**What is required:**
What you write should be an exact copy of the material, from its first line through the line containing "rule of the".

**Material to process:**
——————————

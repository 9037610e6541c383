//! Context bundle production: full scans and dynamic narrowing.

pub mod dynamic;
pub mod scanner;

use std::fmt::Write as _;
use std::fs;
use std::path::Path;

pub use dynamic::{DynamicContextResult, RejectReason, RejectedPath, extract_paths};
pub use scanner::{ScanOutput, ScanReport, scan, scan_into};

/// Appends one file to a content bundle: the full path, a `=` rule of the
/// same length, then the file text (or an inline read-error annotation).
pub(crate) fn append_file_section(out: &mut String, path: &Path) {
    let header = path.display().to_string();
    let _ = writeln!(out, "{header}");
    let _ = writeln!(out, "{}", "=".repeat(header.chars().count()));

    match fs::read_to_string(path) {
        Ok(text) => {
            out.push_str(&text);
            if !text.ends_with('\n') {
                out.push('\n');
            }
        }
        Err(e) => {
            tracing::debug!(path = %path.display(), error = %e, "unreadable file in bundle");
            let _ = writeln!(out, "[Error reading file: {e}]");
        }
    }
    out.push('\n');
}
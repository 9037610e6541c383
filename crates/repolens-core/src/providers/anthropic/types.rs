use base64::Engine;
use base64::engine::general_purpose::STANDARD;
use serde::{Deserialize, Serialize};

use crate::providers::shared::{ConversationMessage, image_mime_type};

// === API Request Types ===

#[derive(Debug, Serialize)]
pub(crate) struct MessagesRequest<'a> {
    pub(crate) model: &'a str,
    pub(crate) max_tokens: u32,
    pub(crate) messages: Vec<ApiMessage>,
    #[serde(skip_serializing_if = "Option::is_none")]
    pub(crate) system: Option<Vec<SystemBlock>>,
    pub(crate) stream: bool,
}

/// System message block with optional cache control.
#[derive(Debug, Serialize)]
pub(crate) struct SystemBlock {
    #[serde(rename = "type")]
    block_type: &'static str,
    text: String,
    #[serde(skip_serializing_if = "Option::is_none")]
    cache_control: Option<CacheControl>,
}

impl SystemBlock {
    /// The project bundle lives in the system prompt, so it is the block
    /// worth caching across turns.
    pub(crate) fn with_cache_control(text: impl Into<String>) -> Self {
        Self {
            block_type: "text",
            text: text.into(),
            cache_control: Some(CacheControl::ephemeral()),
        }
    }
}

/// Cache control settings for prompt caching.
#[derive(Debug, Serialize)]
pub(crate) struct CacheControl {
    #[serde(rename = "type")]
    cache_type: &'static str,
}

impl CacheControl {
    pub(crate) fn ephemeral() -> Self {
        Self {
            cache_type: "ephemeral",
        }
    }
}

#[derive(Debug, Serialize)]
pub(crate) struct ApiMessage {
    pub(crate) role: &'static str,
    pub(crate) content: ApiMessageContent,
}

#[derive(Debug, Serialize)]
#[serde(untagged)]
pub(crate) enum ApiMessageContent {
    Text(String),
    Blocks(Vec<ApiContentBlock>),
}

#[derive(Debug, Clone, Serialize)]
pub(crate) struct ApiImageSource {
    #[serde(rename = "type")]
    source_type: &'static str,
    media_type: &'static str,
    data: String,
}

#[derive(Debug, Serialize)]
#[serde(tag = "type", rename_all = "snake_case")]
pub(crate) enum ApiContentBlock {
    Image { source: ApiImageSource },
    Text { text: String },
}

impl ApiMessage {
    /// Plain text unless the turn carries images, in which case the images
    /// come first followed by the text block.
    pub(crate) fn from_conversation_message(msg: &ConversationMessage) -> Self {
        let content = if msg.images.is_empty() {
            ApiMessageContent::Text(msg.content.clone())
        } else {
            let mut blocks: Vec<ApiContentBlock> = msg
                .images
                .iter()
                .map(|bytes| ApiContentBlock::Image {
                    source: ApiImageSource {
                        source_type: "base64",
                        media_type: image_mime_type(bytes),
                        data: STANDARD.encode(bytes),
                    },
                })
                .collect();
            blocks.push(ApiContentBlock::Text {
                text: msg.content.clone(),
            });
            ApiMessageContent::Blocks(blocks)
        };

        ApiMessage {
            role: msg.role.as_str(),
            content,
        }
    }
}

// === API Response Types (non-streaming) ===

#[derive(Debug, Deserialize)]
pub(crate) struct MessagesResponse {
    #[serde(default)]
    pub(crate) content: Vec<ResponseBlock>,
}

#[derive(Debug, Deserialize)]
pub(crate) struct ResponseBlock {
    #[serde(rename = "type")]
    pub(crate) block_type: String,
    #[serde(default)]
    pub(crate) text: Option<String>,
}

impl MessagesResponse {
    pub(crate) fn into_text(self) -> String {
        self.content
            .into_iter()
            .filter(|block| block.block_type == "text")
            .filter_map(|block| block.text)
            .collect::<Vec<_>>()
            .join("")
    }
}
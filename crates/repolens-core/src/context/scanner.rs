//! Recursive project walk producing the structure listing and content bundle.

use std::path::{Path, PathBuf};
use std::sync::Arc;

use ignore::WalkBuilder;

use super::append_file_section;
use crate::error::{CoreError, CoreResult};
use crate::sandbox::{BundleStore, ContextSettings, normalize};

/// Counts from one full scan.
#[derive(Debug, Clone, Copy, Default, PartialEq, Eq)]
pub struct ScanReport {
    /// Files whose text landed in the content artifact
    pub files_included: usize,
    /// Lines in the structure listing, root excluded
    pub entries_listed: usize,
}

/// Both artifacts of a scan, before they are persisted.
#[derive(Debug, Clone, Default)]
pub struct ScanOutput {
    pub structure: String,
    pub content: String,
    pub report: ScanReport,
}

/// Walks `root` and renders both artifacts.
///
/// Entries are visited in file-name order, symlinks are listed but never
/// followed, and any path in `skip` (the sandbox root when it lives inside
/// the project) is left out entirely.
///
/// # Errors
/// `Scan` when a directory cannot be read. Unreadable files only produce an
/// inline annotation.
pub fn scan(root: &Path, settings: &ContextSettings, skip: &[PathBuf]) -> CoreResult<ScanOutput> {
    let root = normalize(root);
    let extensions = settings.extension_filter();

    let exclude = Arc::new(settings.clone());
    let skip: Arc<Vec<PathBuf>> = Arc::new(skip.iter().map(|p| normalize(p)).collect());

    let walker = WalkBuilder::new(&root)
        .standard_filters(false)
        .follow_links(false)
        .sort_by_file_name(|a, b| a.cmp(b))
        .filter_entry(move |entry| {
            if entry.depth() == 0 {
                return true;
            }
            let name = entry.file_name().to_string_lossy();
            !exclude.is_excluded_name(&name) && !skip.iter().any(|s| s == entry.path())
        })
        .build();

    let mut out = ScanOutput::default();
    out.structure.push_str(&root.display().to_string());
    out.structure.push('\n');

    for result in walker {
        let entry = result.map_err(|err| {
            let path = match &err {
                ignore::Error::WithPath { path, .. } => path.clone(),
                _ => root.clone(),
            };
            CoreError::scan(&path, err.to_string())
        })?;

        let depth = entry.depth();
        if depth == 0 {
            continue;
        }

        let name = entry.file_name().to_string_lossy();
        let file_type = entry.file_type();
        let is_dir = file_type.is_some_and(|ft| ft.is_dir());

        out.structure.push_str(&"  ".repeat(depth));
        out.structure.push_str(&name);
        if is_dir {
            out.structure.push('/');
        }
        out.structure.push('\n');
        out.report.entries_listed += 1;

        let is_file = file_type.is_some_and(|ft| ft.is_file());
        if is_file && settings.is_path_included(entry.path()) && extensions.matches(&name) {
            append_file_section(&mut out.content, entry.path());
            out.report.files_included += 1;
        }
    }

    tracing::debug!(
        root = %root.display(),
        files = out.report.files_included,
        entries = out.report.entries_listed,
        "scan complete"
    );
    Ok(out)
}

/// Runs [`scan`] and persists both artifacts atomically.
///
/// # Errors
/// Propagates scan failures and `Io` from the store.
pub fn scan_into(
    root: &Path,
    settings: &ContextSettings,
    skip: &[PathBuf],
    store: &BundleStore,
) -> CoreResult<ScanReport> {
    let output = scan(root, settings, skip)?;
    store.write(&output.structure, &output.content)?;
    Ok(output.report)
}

——————————

**Response below:**
repository 9037610e6541c383
//! Context bundle production: full scans and dynamic narrowing.

pub mod dynamic;
pub mod scanner;

use std::fmt::Write as _;
use std::fs;
use std::path::Path;

pub use dynamic::{DynamicContextResult, RejectReason, RejectedPath, extract_paths};
pub use scanner::{ScanOutput, ScanReport, scan, scan_into};

/// Appends one file to a content bundle: the full path, a `=` rule of the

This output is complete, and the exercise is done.